« Sans musique du tout, je ne survivrais pas », écrit Michel Tremblay dans Offrandes musicales, court recueil de souvenirs dans l’esprit des livres Douze coups de théâtre et Les vues animées. Ici, bien entendu, ce sont ses fréquentations musicales, l’opéra d’abord, puis Barbara, Céline, Bach et bien d’autres, qui sont le prétexte à ouvrir le tiroir de sa mémoire.

Les premiers récits sont campés en pleine pandémie, moment d’isolement où l’écrivain est coupé de ce qui le nourrit : la fréquentation du théâtre, des salles de concert et de cinéma, surtout. Il ne s’éternise toutefois pas là-dessus et replonge vite dans son passé et remonte, sans chronologie particulière, jusqu’aux années 1950.

On redécouvre un Michel Tremblay fin mélomane. Il pose un regard éclairé mais impitoyable sur les opéras qu’il a vus à Montréal et à New York, raconte ses ravissements devant des interprétations à faire pleurer et ses fous rires quand les productions frisent le ridicule. Qui aime bien châtie bien, comme on dit.

S’il parle des musiques qu’il aime en connaisseur, c’est à travers les émotions qu’elles font naître ou libèrent en lui qu’il se montre vulnérable. L’un des passages les plus touchants de ce petit livre révèle comment, à la mort de son « frère préféré », Bernard, c’est le Trio en la mineur pour piano, violon et violoncelle, de Tchaïkovski, qui lui a permis de vivre son immense peine.

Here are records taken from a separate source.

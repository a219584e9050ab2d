//! Check sessions.
//!
//! A [`CheckSession`] runs at most one poll loop at a time. Each loop probes the
//! resolver set on a fixed interval, streams every [`ProbeResult`] to the
//! caller, and stops by itself once every resolver returns the target IP.
//!
//! ```text
//!            start_check (valid)            fully propagated
//!   Idle ───────────────────────▶ Checking ─────────────────▶ Propagated
//!                                    │  ▲
//!                       cancel_check │  │ not yet: wait interval
//!                                    ▼  │
//!                                 Cancelled
//! ```

mod poll;
mod types;

use std::sync::{Arc, Mutex, MutexGuard, PoisonError};
use std::time::Duration;

use log::{debug, info};
use tokio::sync::mpsc;
use tokio::task::JoinHandle;
use tokio_util::sync::CancellationToken;

use crate::config::POLL_INTERVAL;
use crate::error_handling::InputError;
use crate::probe::{ProbeResult, ProbeTarget, Prober};

use poll::PollLoop;
pub use types::{EventStream, SessionEvent, SessionState};

/// State shared between a session and its running poll loop.
pub(crate) struct Shared {
    state: SessionState,
    last_result: Option<ProbeResult>,
    cancel: Option<CancellationToken>,
}

/// Locks the shared state; a poisoned lock still holds consistent data.
fn lock(shared: &Mutex<Shared>) -> MutexGuard<'_, Shared> {
    shared.lock().unwrap_or_else(PoisonError::into_inner)
}

/// Caller-owned handle for propagation checks.
///
/// # Example
///
/// ```no_run
/// use std::sync::Arc;
/// use std::time::Duration;
/// use dns_propagation::{CheckSession, HickoryLookup, Prober, ResolverSet, SessionEvent};
///
/// # async fn example() -> Result<(), Box<dyn std::error::Error>> {
/// let timeout = Duration::from_secs(3);
/// let prober = Prober::new(ResolverSet::default(), Arc::new(HickoryLookup::new(timeout)), timeout);
/// let session = CheckSession::new(Arc::new(prober));
///
/// let mut events = session.start_check("192.0.2.10", "example.test").await?;
/// while let Some(event) = events.recv().await {
///     match event {
///         SessionEvent::Probe(result) => println!("{}/5", result.resolved_count()),
///         SessionEvent::Propagated => println!("done"),
///     }
/// }
/// # Ok(())
/// # }
/// ```
pub struct CheckSession {
    prober: Arc<Prober>,
    interval: Duration,
    shared: Arc<Mutex<Shared>>,
    task: tokio::sync::Mutex<Option<JoinHandle<()>>>,
}

impl CheckSession {
    /// Creates an idle session polling at the default one-second interval.
    pub fn new(prober: Arc<Prober>) -> Self {
        Self::with_interval(prober, POLL_INTERVAL)
    }

    /// Creates an idle session polling at `interval`.
    pub fn with_interval(prober: Arc<Prober>, interval: Duration) -> Self {
        Self {
            prober,
            interval,
            shared: Arc::new(Mutex::new(Shared {
                state: SessionState::Idle,
                last_result: None,
                cancel: None,
            })),
            task: tokio::sync::Mutex::new(None),
        }
    }

    /// Starts polling for `domain` to resolve to `target_ip`.
    ///
    /// Any check already running in this session is stopped, and its task
    /// awaited, before the new one starts, so two loops never overlap.
    ///
    /// # Errors
    ///
    /// Returns an `InputError` for an empty or malformed IP, or an empty domain.
    /// In that case nothing is queried and the session state is unchanged.
    pub async fn start_check(
        &self,
        target_ip: &str,
        domain: &str,
    ) -> Result<EventStream, InputError> {
        let target = ProbeTarget::new(target_ip, domain).validate()?;

        let mut task = self.task.lock().await;
        self.cancel_check();
        if let Some(previous) = task.take() {
            if let Err(e) = previous.await {
                debug!("Previous poll loop ended abnormally: {e}");
            }
        }

        let (tx, rx) = mpsc::unbounded_channel();
        let cancel = CancellationToken::new();
        {
            let mut shared = lock(&self.shared);
            shared.state = SessionState::Checking;
            shared.last_result = None;
            shared.cancel = Some(cancel.clone());
        }

        info!(
            "Checking propagation of {} to {} across {} resolvers",
            target.domain,
            target.target_ip,
            self.prober.resolvers().len()
        );
        let poll_loop = PollLoop {
            prober: Arc::clone(&self.prober),
            target,
            interval: self.interval,
            cancel,
            shared: Arc::clone(&self.shared),
            events: tx,
        };
        *task = Some(tokio::spawn(poll_loop.run()));

        Ok(EventStream::new(rx))
    }

    /// Stops the running check, if any. A no-op when nothing is being checked.
    ///
    /// Once this returns, the stopped check emits nothing more, even if a probe
    /// was in flight.
    pub fn cancel_check(&self) {
        let mut shared = lock(&self.shared);
        if let Some(cancel) = shared.cancel.take() {
            cancel.cancel();
            if shared.state == SessionState::Checking {
                shared.state = SessionState::Cancelled;
                debug!("Check cancelled");
            }
        }
    }

    /// Current lifecycle state.
    pub fn state(&self) -> SessionState {
        lock(&self.shared).state
    }

    /// Whether a poll loop is running.
    pub fn is_checking(&self) -> bool {
        self.state() == SessionState::Checking
    }

    /// Most recent result of the current (or last) check.
    pub fn last_result(&self) -> Option<ProbeResult> {
        lock(&self.shared).last_result.clone()
    }
}

impl Drop for CheckSession {
    fn drop(&mut self) {
        self.cancel_check();
    }
}
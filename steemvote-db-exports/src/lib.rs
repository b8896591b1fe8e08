mod constants;
mod controller;
mod error;
mod settings;

pub use constants::*;
pub use controller::*;
pub use error::*;
pub use settings::*;
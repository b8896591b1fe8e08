// Copyright (c) 2022 THE STEEMVOTE AUTHORS

use steemvote_time::SteemTime;

/// Voting engine configuration
#[derive(Debug, Clone)]
pub struct EngineConfig {
    /// account casting the votes
    pub voter: String,
    /// weight of each vote, in basis points
    pub vote_weight: u16,
    /// minimum time between two vote batches
    pub vote_interval: SteemTime,
    /// upper bound of a single chain call
    pub rpc_timeout: SteemTime,
    /// submissions of a content before it is given up
    pub max_vote_attempts: u32,
}

/// Monitor configuration
#[derive(Debug, Clone)]
pub struct MonitorConfig {
    /// time between two discovery rounds
    pub poll_interval: SteemTime,
    /// upper bound of one listing, which may span several chain requests
    pub listing_timeout: SteemTime,
    /// content created before this instant is not looked for
    pub start_from: SteemTime,
}
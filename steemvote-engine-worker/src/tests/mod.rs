// Copyright (c) 2022 THE STEEMVOTE AUTHORS

mod tools;
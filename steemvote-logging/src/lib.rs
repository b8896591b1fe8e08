// Copyright (c) 2022 THE STEEMVOTE AUTHORS

//! Structured trace events shared by the steemvote crates.
//!
//! `steemvote_trace!("engine.vote_submitted", {"content_id": id, "weight": 10000})`
//! emits a single `trace` level line whose payload is a JSON object, so that
//! a log pipeline can follow one candidate from discovery to vote.

pub use serde_json;
pub use tracing;

/// Emit a `trace` level event tagged with `steemvote_trace` and a JSON payload.
#[macro_export]
macro_rules! steemvote_trace {
    ($evt:expr, $params:tt) => {
        $crate::tracing::trace!(
            "steemvote_trace:{}:{}",
            $evt,
            $crate::serde_json::json!($params)
        );
    };
}
use displaydoc::Display;
use thiserror::Error;

/// vote store result
pub type VoteStoreResult<T, E = VoteStoreError> = core::result::Result<T, E>;

/// vote store error
#[non_exhaustive]
#[derive(Display, Error, Debug, Clone, PartialEq, Eq)]
pub enum VoteStoreError {
    /// on-disk schema version {found} is not readable by this version (supported: {min_supported} to {supported})
    DBVersionError {
        /// version found on disk
        found: u32,
        /// oldest readable version
        min_supported: u32,
        /// version written by this code
        supported: u32,
    },
    /// storage error: {0}
    StorageError(String),
    /// vote store is closed
    Closed,
    /// corrupted entry: {0}
    CorruptedEntry(String),
}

L’autre coup au cœur qu’on prend à la lecture de ses Offrandes musicales, c’est vers la fin, où il raconte ses problèmes d’audition et l’immense deuil que cela lui impose. Sur scène comme sur DVD, c’est d’abord par l’image, par les valeurs des productions opératiques elles-mêmes, qu’il cherche désormais son plaisir.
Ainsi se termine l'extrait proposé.